* [EXERCISE GOAL] Work through the data and say how many lines contain "bool". The number alone is the answer.

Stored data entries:
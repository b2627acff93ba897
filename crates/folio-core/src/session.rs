//! Session state and the transitions that mutate it.
//!
//! The recall pointer uses −1 as the "not navigating" sentinel; recall
//! traversal indexes the buffer with `len - 1 - pointer`, so pointer 0 is
//! the most recent submission and higher pointers walk toward the oldest.

use std::sync::Arc;

use chrono::{DateTime, Utc};
use serde::Serialize;
use uuid::Uuid;

use folio_terminal::{CLEAR_COMMAND, CommandContext, CommandOutput, CommandTable, parse_line};
use folio_theme::{Theme, ThemeRegistry};
use folio_types::input::Key;

/// One transcript entry: a submitted command and its classified output.
#[derive(Debug, Clone, Serialize)]
pub struct HistoryEntry {
    /// Unique entry id.
    pub id: Uuid,
    /// Entry creation time.
    pub timestamp: DateTime<Utc>,
    /// The raw command string as submitted.
    pub command: String,
    /// The classified command output.
    pub output: CommandOutput,
}

/// Observable session state.
///
/// Read-only outside this crate; every mutation goes through a transition
/// on [`Session`], applied atomically under `&mut self`.
#[derive(Debug, Clone, Serialize)]
pub struct SessionState {
    history: Vec<HistoryEntry>,
    input: String,
    recall: Vec<String>,
    recall_pointer: isize,
    theme: Theme,
    busy: bool,
}

impl SessionState {
    fn new(theme: Theme) -> Self {
        Self {
            history: Vec::new(),
            input: String::new(),
            recall: Vec::new(),
            recall_pointer: -1,
            theme,
            busy: false,
        }
    }

    /// Output history, oldest first.
    pub fn history(&self) -> &[HistoryEntry] {
        &self.history
    }

    /// Current input buffer.
    pub fn input(&self) -> &str {
        &self.input
    }

    /// Previously submitted command strings, oldest first. Survives clear.
    pub fn recall(&self) -> &[String] {
        &self.recall
    }

    /// Recall navigation pointer; −1 when not navigating.
    pub fn recall_pointer(&self) -> isize {
        self.recall_pointer
    }

    /// The active theme.
    pub fn theme(&self) -> &Theme {
        &self.theme
    }

    /// Whether a submit is in flight. The input surface is disabled while
    /// this is set.
    pub fn is_busy(&self) -> bool {
        self.busy
    }
}

/// The session engine: owns the state, the theme registry, and the command
/// table for one terminal session.
pub struct Session {
    pub(crate) state: SessionState,
    themes: ThemeRegistry,
    commands: CommandTable,
    pub(crate) booted: bool,
}

impl Session {
    /// Create a session with the registry's default theme active and all
    /// buffers empty.
    pub fn new(themes: ThemeRegistry, commands: CommandTable) -> Self {
        let theme = themes.default_theme().clone();
        Self {
            state: SessionState::new(theme),
            themes,
            commands,
            booted: false,
        }
    }

    /// Read-only snapshot of the current state.
    pub fn state(&self) -> &SessionState {
        &self.state
    }

    /// The theme registry this session cycles over.
    pub fn themes(&self) -> &ThemeRegistry {
        &self.themes
    }

    /// Submit a raw input line.
    ///
    /// Blank input is a complete no-op. An unresolvable command appends an
    /// error entry; a resolved command executes (possibly suspending) with
    /// the busy flag held, then either clears the history (the designated
    /// clear command, aliases included) or appends an entry with its
    /// output. An execution failure degrades to an error entry. In every
    /// non-blank case the input buffer empties, the recall pointer resets,
    /// and the raw line is appended to the recall buffer -- clear included,
    /// duplicates included.
    pub async fn submit(&mut self, raw: &str) {
        let Some((name, args)) = parse_line(raw) else {
            return;
        };

        let resolved = self.commands.resolve(&name).map(Arc::clone);
        match resolved {
            None => {
                log::debug!("command not found: {name}");
                self.push_entry(
                    raw,
                    CommandOutput::Error(format!(
                        "Command not found: {name}. Type 'help' for available commands."
                    )),
                );
            },
            Some(cmd) => {
                self.state.busy = true;
                let result = {
                    let mut ctx = CommandContext::new(&self.themes, &mut self.state.theme);
                    cmd.execute(&args, &mut ctx).await
                };
                match result {
                    Ok(_) if cmd.name() == CLEAR_COMMAND => {
                        self.state.history.clear();
                    },
                    Ok(output) => self.push_entry(raw, output),
                    Err(e) => self.push_entry(raw, CommandOutput::Error(format!("Error: {e}"))),
                }
                self.state.busy = false;
            },
        }

        // Common epilogue for every non-blank submission, clear included.
        self.state.input.clear();
        self.state.recall_pointer = -1;
        self.state.recall.push(raw.to_string());
    }

    /// Replace the input buffer. No other field changes.
    pub fn update_input(&mut self, text: &str) {
        self.state.input = text.to_string();
    }

    /// Navigate one step toward the oldest recall entry. A no-op once the
    /// oldest entry is shown.
    pub fn recall_previous(&mut self) {
        let next = self.state.recall_pointer + 1;
        let len = self.state.recall.len() as isize;
        if next < len {
            self.state.recall_pointer = next;
            self.state.input = self.state.recall[(len - 1 - next) as usize].clone();
        }
    }

    /// Navigate one step back toward the newest recall entry; stepping past
    /// it leaves navigation and empties the input buffer.
    pub fn recall_next(&mut self) {
        let prev = self.state.recall_pointer - 1;
        if prev >= 0 {
            let len = self.state.recall.len() as isize;
            self.state.recall_pointer = prev;
            self.state.input = self.state.recall[(len - 1 - prev) as usize].clone();
        } else {
            self.state.recall_pointer = -1;
            self.state.input.clear();
        }
    }

    /// Dispatch a key event: Enter submits the current input (ignored
    /// while a submit is in flight), arrows navigate recall.
    pub async fn key_down(&mut self, key: Key) {
        match key {
            Key::Enter => {
                if self.state.busy {
                    return;
                }
                let line = self.state.input.clone();
                self.submit(&line).await;
            },
            Key::ArrowUp => self.recall_previous(),
            Key::ArrowDown => self.recall_next(),
        }
    }

    /// Activate the next theme in registry order, wrapping around.
    pub fn cycle_theme(&mut self) {
        self.state.theme = self.themes.next_after(&self.state.theme.name).clone();
    }

    /// Activate a theme by name. Returns `false` and leaves the theme
    /// unchanged when the name is not in the registry.
    pub fn set_theme(&mut self, name: &str) -> bool {
        match self.themes.get(name) {
            Some(theme) => {
                self.state.theme = theme.clone();
                true
            },
            None => false,
        }
    }

    fn push_entry(&mut self, command: &str, output: CommandOutput) {
        self.state.history.push(HistoryEntry {
            id: Uuid::new_v4(),
            timestamp: Utc::now(),
            command: command.to_string(),
            output,
        });
    }
}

* [ANSWER FOR THE TASK] 4